======== RECORDS PROVIDED

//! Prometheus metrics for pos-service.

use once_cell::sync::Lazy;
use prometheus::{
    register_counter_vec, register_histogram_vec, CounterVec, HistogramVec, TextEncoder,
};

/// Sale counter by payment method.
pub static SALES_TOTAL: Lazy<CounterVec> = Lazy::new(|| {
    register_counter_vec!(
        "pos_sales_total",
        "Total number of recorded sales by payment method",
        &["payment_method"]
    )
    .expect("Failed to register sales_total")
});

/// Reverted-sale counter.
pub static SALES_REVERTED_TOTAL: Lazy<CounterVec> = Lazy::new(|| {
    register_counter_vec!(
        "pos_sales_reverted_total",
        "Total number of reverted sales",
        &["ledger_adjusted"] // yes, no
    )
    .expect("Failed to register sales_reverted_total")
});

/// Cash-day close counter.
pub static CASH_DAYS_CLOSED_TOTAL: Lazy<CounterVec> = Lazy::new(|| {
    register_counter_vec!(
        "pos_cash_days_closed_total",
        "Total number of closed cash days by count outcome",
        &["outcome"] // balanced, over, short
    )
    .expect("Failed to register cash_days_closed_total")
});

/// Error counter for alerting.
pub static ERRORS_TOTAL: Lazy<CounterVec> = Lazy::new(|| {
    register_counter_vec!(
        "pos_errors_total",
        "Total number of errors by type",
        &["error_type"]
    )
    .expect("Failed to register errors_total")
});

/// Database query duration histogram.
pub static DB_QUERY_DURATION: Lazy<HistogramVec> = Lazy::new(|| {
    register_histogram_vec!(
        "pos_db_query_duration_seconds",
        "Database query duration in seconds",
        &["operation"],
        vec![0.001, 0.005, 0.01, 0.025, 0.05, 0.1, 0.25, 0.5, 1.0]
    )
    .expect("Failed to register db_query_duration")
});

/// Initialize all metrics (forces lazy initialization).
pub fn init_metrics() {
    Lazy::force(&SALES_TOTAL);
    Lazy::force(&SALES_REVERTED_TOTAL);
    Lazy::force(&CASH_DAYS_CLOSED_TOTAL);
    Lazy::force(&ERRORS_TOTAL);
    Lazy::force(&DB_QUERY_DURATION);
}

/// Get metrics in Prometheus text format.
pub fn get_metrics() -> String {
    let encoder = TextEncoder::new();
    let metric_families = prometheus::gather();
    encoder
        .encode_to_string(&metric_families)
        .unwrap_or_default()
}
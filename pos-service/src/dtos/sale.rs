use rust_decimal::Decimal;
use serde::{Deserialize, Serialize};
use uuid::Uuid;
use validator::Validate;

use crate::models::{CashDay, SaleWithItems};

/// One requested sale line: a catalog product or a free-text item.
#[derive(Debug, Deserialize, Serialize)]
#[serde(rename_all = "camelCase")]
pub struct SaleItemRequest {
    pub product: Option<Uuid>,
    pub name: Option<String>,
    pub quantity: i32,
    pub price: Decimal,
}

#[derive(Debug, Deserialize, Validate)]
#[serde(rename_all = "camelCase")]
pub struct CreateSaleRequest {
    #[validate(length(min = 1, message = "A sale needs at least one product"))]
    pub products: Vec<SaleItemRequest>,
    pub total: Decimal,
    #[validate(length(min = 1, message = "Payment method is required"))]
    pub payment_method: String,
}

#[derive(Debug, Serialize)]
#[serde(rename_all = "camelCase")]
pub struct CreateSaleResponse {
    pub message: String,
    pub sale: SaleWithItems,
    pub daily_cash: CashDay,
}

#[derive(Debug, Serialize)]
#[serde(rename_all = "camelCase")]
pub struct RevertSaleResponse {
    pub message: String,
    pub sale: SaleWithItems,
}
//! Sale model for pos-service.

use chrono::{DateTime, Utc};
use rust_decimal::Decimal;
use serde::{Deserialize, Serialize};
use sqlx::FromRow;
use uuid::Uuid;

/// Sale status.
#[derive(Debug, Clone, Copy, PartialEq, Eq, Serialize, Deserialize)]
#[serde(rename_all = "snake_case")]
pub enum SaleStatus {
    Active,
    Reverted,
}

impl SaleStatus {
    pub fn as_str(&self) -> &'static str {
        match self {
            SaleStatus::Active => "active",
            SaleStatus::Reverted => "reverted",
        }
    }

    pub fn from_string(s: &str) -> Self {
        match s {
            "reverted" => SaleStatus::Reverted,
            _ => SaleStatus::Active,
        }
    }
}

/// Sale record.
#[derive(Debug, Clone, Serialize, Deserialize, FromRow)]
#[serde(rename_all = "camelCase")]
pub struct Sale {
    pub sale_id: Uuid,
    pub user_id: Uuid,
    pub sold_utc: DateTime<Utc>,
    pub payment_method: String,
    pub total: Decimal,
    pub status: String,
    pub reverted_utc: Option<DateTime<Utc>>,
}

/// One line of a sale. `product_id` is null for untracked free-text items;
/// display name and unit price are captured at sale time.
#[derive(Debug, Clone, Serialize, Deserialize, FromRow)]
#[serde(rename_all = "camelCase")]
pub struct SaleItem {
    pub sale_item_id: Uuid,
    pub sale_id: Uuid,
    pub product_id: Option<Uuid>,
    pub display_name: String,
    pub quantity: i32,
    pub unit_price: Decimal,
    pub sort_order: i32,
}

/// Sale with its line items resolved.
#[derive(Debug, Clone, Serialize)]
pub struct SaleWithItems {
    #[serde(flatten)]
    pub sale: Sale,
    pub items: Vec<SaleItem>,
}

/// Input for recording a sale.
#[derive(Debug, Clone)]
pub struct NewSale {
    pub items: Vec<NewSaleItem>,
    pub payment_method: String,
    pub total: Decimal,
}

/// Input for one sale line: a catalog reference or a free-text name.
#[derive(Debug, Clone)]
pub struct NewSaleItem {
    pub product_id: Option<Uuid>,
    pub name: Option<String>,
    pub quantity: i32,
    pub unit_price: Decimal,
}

================

AIM OF THE EXERCISE: Nothing but an exact transcription of the records is expected.

SOLUTION TO THIS PROBLEM:
//! Prometheus metrics for pos-service.

use once_cell::sync::Lazy;
use prometheus::{
    register_counter_vec, register_histogram_vec, CounterVec, HistogramVec, TextEncoder,
};

/// Sale counter by payment method.
pub static SALES_TOTAL: Lazy<CounterVec> = Lazy::new(|| {
    register_counter_vec!(
        "pos_sales_total",
        "Total number of recorded sales by payment method",
        &["payment_method"]
    )
    .expect("Failed to register sales_total")
});

/// Reverted-sale counter.
pub static SALES_REVERTED_TOTAL: Lazy<CounterVec> = Lazy::new(|| {
    register_counter_vec!(
        "pos_sales_reverted_total",
        "Total number of reverted sales",
        &["ledger_adjusted"] // yes, no
    )
    .expect("Failed to register sales_reverted_total")
});

/// Cash-day close counter.
pub static CASH_DAYS_CLOSED_TOTAL: Lazy<CounterVec> = Lazy::new(|| {
    register_counter_vec!(
        "pos_cash_days_closed_total",
        "Total number of closed cash days by count outcome",
        &["outcome"] // balanced, over, short
    )
    .expect("Failed to register cash_days_closed_total")
});

/// Error counter for alerting.
pub static ERRORS_TOTAL: Lazy<CounterVec> = Lazy::new(|| {
    register_counter_vec!(
        "pos_errors_total",
        "Total number of errors by type",
        &["error_type"]
    )
    .expect("Failed to register errors_total")
});

/// Database query duration histogram.
pub static DB_QUERY_DURATION: Lazy<HistogramVec> = Lazy::new(|| {
    register_histogram_vec!(
        "pos_db_query_duration_seconds",
        "Database query duration in seconds",
        &["operation"],
        vec![0.001, 0.005, 0.01, 0.025, 0.05, 0.1, 0.25, 0.5, 1.0]
    )
    .expect("Failed to register db_query_duration")
});

/// Initialize all metrics (forces lazy initialization).
pub fn init_metrics() {
    Lazy::force(&SALES_TOTAL);
    Lazy::force(&SALES_REVERTED_TOTAL);
    Lazy::force(&CASH_DAYS_CLOSED_TOTAL);
    Lazy::force(&ERRORS_TOTAL);
    Lazy::force(&DB_QUERY_DURATION);
}

/// Get metrics in Prometheus text format.
pub fn get_metrics() -> String {
    let encoder = TextEncoder::new();
    let metric_families = prometheus::gather();
    encoder
        .encode_to_string(&metric_families)
        .unwrap_or_default()
}
filename pos-service/src/dtos/sale.rs
use rust_decimal::Decimal;
use serde::{Deserialize, Serialize};
use uuid::Uuid;
use validator::Validate;

use crate::models::{CashDay, SaleWithItems};

/// One requested sale line: a catalog product or a free-text item.
#[derive(Debug, Deserialize, Serialize)]
#[serde(rename_all = "camelCase")]
pub struct SaleItemRequest {
    pub product: Option<Uuid>,
    pub name: Option<String>,
    pub quantity: i32,
    pub price: Decimal,
}

#[derive(Debug, Deserialize, Validate)]
#[serde(rename_all = "camelCase")]
pub struct CreateSaleRequest {
    #[validate(length(min = 1, message = "A sale needs at least one product"))]
    pub products: Vec<SaleItemRequest>,
    pub total: Decimal,
    #[validate(length(min = 1, message = "Payment method is required"))]
    pub payment_method: String,
}

#[derive(Debug, Serialize)]
#[serde(rename_all = "camelCase")]
pub struct CreateSaleResponse {
    pub message: String,
    pub sale: SaleWithItems,
    pub daily_cash: CashDay,
}

#[derive(Debug, Serialize)]
#[serde(rename_all = "camelCase")]
pub struct RevertSaleResponse {
    pub message: String,
    pub sale: SaleWithItems,
}
//! Sale model for pos-service.

use chrono::{DateTime, Utc};
use rust_decimal::Decimal;
use serde::{Deserialize, Serialize};
use sqlx::FromRow;
use uuid::Uuid;

/// Sale status.
#[derive(Debug, Clone, Copy, PartialEq, Eq, Serialize, Deserialize)]
#[serde(rename_all = "snake_case")]
pub enum SaleStatus {
    Active,
    Reverted,
}

impl SaleStatus {
    pub fn as_str(&self) -> &'static str {
        match self {
            SaleStatus::Active => "active",
            SaleStatus::Reverted => "reverted",
        }
    }

    pub fn from_string(s: &str) -> Self {
        match s {
            "reverted" => SaleStatus::Reverted,
            _ => SaleStatus::Active,
        }
    }
}

/// Sale record.
#[derive(Debug, Clone, Serialize, Deserialize, FromRow)]
#[serde(rename_all = "camelCase")]
pub struct Sale {
    pub sale_id: Uuid,
    pub user_id: Uuid,
    pub sold_utc: DateTime<Utc>,
    pub payment_method: String,
    pub total: Decimal,
    pub status: String,
    pub reverted_utc: Option<DateTime<Utc>>,
}

/// One line of a sale. `product_id` is null for untracked free-text items;
/// display name and unit price are captured at sale time.
#[derive(Debug, Clone, Serialize, Deserialize, FromRow)]
#[serde(rename_all = "camelCase")]
pub struct SaleItem {
    pub sale_item_id: Uuid,
    pub sale_id: Uuid,
    pub product_id: Option<Uuid>,
    pub display_name: String,
    pub quantity: i32,
    pub unit_price: Decimal,
    pub sort_order: i32,
}

/// Sale with its line items resolved.
#[derive(Debug, Clone, Serialize)]
pub struct SaleWithItems {
    #[serde(flatten)]
    pub sale: Sale,
    pub items: Vec<SaleItem>,
}

/// Input for recording a sale.
#[derive(Debug, Clone)]
pub struct NewSale {
    pub items: Vec<NewSaleItem>,
    pub payment_method: String,
    pub total: Decimal,
}

/// Input for one sale line: a catalog reference or a free-text name.
#[derive(Debug, Clone)]
pub struct NewSaleItem {
    pub product_id: Option<Uuid>,
    pub name: Option<String>,
    pub quantity: i32,
    pub unit_price: Decimal,
}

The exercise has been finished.